John-Antoine Nau est l’auteur du roman Force ennemie, paru en 1903. Ce livre est aujourd’hui tombé dans l’oubli et pourtant John-Antoine Nau est le premier auteur à avoir remporté le prix Goncourt avec ce roman. La lecture de cet ouvrage est difficile, nous voyageons dans un monde en apparence totalement absurde. Mais la plume de Nau est novatrice pour l’époque, l’argot utilisé pour le personnage de Léonard rappelle Céline, l’absurdité du voyage rappelle Beckett. 

Néanmoins, cette œuvre reste ardue. La première difficulté concerne le genre littéraire, est-ce un roman fantastique ? Est-ce un roman de science-fiction ? Est-ce un roman social ? L’auteur ne le dit pas, le lecteur reste libre d’interpréter comme il veut. 

Le personnage principal Philippe Veuly est-il réellement fou ? Le lecteur plonge dans les méandres de son esprit sans savoir si ce qu’il vit est réel. 

Le narrateur homodiégétique ou autodiégétique, Philippe Veuly, se réveille dans une chambre sans savoir où il se trouve. Le lecteur comprend quelques pages plus tard qu’il est dans un asile. C’est son cousin qui l’a interné. 

Veuly se lie d’amitié avec l’un des infirmiers nommé Léonard, s’ensuit une visite des lieux. C’est le premier voyage. Veuly découvre les différentes pièces de l’établissement et ses personnages insolites. 

Puis, survient l’événement surnaturel, Veuly se sent posséder par un extraterrestre qui s’appelle Kmôhoûn, à ce moment du récit nous ne savons pas si cet événement est réel ou si Veuly sombre dans la folie. Cela n’empêche pas le narrateur de tomber amoureux d’Irène. 

Le deuxième voyage survient au moment où Veuly rejoint sa famille à Paris, puis il prend ensuite un bateau jusqu’aux Antilles. 

Là-bas il retrouve Irène qui n’est plus la même personne, elle est libérée, joyeuse, moins soumise. Il se vengera de ce changement qu’il ne supporte pas. 

Enfin, prenant conscience des souffrances qu’il a fait subir à Irène, il demande à sa famille d’être à nouveau interné à Vassetot en Normandie. La construction du roman est donc cyclique, le point d’arrivée retourne au point de départ. 

C’est un récit dans lequel le temps semble lui-même incohérent, nous ne savons pas si Veuly raconte des événements passés, futurs, irréels ou appartenant à une autre dimension. 

Certains passages, que je citerai à la fin de cet article, sont magnifiquement écrits et modernes, d’autres sont plus ternes et ralentissent la trame de cette histoire qui au départ est réellement très originale.
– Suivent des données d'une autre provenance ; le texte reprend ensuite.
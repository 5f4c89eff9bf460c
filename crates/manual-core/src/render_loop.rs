//! Host-agnostic frame loop.
//!
//! The host calls [`RenderLoop::frame`] (or [`RenderLoop::tick`] with its own
//! dt) once per display refresh. Each tick eases the exposure, advances the
//! active scene, renders it, draws the viewfinder overlay and composites the
//! shutter flash.

use crate::constants::*;
use crate::effects::grain_intensity;
use crate::error::Result;
use crate::exposure::{ExposureState, SmoothingRates};
use crate::overlay::draw_composition_guides;
use crate::paint::{Bitmap, Painter, Rect, Viewport};
use crate::scene::{SceneKind, SceneSet};
use instant::Instant;

#[derive(Clone, Copy, Debug, PartialEq)]
pub struct LoopConfig {
    pub smoothing: SmoothingRates,
    /// Upper bound on a single tick's dt, in seconds.
    pub max_dt: f64,
    pub flash_peak: f32,
    pub flash_decay_per_sec: f32,
}

impl Default for LoopConfig {
    fn default() -> Self {
        Self {
            smoothing: SmoothingRates::default(),
            max_dt: MAX_FRAME_DT_SEC,
            flash_peak: FLASH_PEAK_ALPHA,
            flash_decay_per_sec: FLASH_DECAY_PER_SEC,
        }
    }
}

/// What one tick did.
#[derive(Clone, Copy, Debug, PartialEq)]
pub struct FrameStats {
    /// The clamped dt actually applied.
    pub dt: f64,
    pub scene_rendered: bool,
    /// Flash opacity after this tick's decay.
    pub flash_alpha: f32,
}

/// Turns wall-clock instants into frame deltas.
#[derive(Clone, Copy, Debug, Default)]
pub struct FrameClock {
    last: Option<Instant>,
}

impl FrameClock {
    pub fn new() -> Self {
        Self::default()
    }

    /// Seconds since the previous call; 0 on the first.
    pub fn delta(&mut self, now: Instant) -> f64 {
        let dt = match self.last {
            Some(last) if now > last => now.duration_since(last).as_secs_f64(),
            _ => 0.0,
        };
        self.last = Some(now);
        dt
    }

    /// Forget the previous instant so the next frame starts from `now`.
    pub fn reset(&mut self, now: Instant) {
        self.last = Some(now);
    }
}

/// Plays the shutter click when a photo is taken.
pub trait ShutterSound {
    fn play_click(&self) -> Result<()>;
}

/// No sound at all, for headless use.
#[derive(Clone, Copy, Debug, Default)]
pub struct Silent;

impl ShutterSound for Silent {
    fn play_click(&self) -> Result<()> {
        Ok(())
    }
}

pub struct RenderLoop {
    exposure: ExposureState,
    scenes: SceneSet,
    grain_tile: Bitmap,
    config: LoopConfig,
    viewport: Viewport,
    clock: FrameClock,
    flash_alpha: f32,
    running: bool,
    render_failing: bool,
}

impl RenderLoop {
    /// A running loop over `scenes`, with default exposure settings.
    pub fn new(scenes: SceneSet, grain_tile: Bitmap, config: LoopConfig) -> Self {
        Self {
            exposure: ExposureState::default(),
            scenes,
            grain_tile,
            config,
            viewport: Viewport::default(),
            clock: FrameClock::new(),
            flash_alpha: 0.0,
            running: true,
            render_failing: false,
        }
    }

    pub fn exposure(&self) -> &ExposureState {
        &self.exposure
    }

    pub fn exposure_mut(&mut self) -> &mut ExposureState {
        &mut self.exposure
    }

    pub fn config(&self) -> &LoopConfig {
        &self.config
    }

    pub fn scenes(&self) -> &SceneSet {
        &self.scenes
    }

    pub fn viewport(&self) -> Viewport {
        self.viewport
    }

    pub fn active_scene(&self) -> Option<SceneKind> {
        self.scenes.active()
    }

    pub fn flash_alpha(&self) -> f32 {
        self.flash_alpha
    }

    pub fn is_running(&self) -> bool {
        self.running
    }

    pub fn set_pixel_ratio(&mut self, ratio: f32) {
        let (w, h) = (self.viewport.width as u32, self.viewport.height as u32);
        self.apply_viewport(Viewport::new(w, h, ratio));
    }

    pub fn resize(&mut self, width: u32, height: u32) {
        self.apply_viewport(Viewport::new(width, height, self.viewport.pixel_ratio));
    }

    fn apply_viewport(&mut self, viewport: Viewport) {
        if viewport != self.viewport {
            self.viewport = viewport;
            self.scenes.resize(viewport);
        }
    }

    /// Switch scenes. While stopped the incoming scene stays paused.
    pub fn select_scene(&mut self, kind: SceneKind) -> Result<()> {
        self.scenes.select(kind)?;
        if !self.running {
            if let Some(scene) = self.scenes.active_scene_mut() {
                scene.pause();
            }
        }
        Ok(())
    }

    /// Take a photo: flash at full strength and click. A failing sound is
    /// logged and otherwise ignored.
    pub fn fire_shutter(&mut self, sound: &dyn ShutterSound) {
        self.flash_alpha = self.config.flash_peak;
        if let Err(e) = sound.play_click() {
            log::warn!("shutter click failed: {}", e);
        }
    }

    /// Resume with `now` as the new time baseline, so the pause is not
    /// replayed as one long frame.
    pub fn start(&mut self, now: Instant) {
        self.clock.reset(now);
        if self.running {
            return;
        }
        self.running = true;
        if let Some(scene) = self.scenes.active_scene_mut() {
            scene.play();
        }
    }

    pub fn stop(&mut self) {
        self.running = false;
        if let Some(scene) = self.scenes.active_scene_mut() {
            scene.pause();
        }
    }

    /// Wall-clock tick: dt is measured from the previous frame.
    pub fn frame(&mut self, now: Instant, painter: &mut dyn Painter) -> Option<FrameStats> {
        let dt = self.clock.delta(now);
        self.tick(dt, painter)
    }

    /// Advance and draw one frame. Returns `None` while stopped.
    pub fn tick(&mut self, dt: f64, painter: &mut dyn Painter) -> Option<FrameStats> {
        if !self.running {
            return None;
        }
        let dt = if dt.is_nan() {
            0.0
        } else {
            dt.clamp(0.0, self.config.max_dt)
        };

        self.exposure.advance(self.config.smoothing);

        let (w, h) = painter.size();
        self.apply_viewport(Viewport::new(w, h, self.viewport.pixel_ratio));

        if let Some(scene) = self.scenes.active_scene_mut() {
            scene.update(dt);
        }

        painter.clear();
        let scene_rendered = self.render_scene(painter);

        let grain = grain_intensity(self.exposure.iso());
        if let Err(e) = draw_composition_guides(painter, self.viewport, &self.grain_tile, grain) {
            log::debug!("overlay draw failed: {}", e);
        }

        if self.flash_alpha > 0.0 {
            painter.save();
            painter.set_alpha(self.flash_alpha);
            painter.fill_rect(
                Rect::new(0.0, 0.0, self.viewport.width, self.viewport.height),
                FLASH_COLOR,
            );
            painter.restore();
            self.flash_alpha =
                (self.flash_alpha - self.config.flash_decay_per_sec * dt as f32).max(0.0);
        }

        Some(FrameStats {
            dt,
            scene_rendered,
            flash_alpha: self.flash_alpha,
        })
    }

    // Failures are logged once per unbroken run of failing frames.
    fn render_scene(&mut self, painter: &mut dyn Painter) -> bool {
        let Some(scene) = self.scenes.active_scene() else {
            return false;
        };
        match scene.render(painter, &self.exposure) {
            Ok(()) => {
                if self.render_failing {
                    log::info!("{} scene rendering again", scene.kind());
                }
                self.render_failing = false;
                true
            }
            Err(e) => {
                if !self.render_failing {
                    log::warn!("{} scene render failed: {}", scene.kind(), e);
                }
                self.render_failing = true;
                false
            }
        }
    }
}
Nau joue avec les mots, la syntaxe, il est très en avance sur son temps. 

On peut voir également dans ce récit une critique de la famille, de la grande bourgeoisie qui méprise ceux qui sortent de la norme. Veuly est un « individu à corriger » ainsi que le dit Michel Foucault dans son Cours du 15 janvier 1975 sur les anormaux, « c'est la famille dans son rapport avec les institutions qui la jouxtent ou qui l’appuient […] » (p.53). Veuly est étouffé par son milieu familial (cousin, frère, belle-sœur…). 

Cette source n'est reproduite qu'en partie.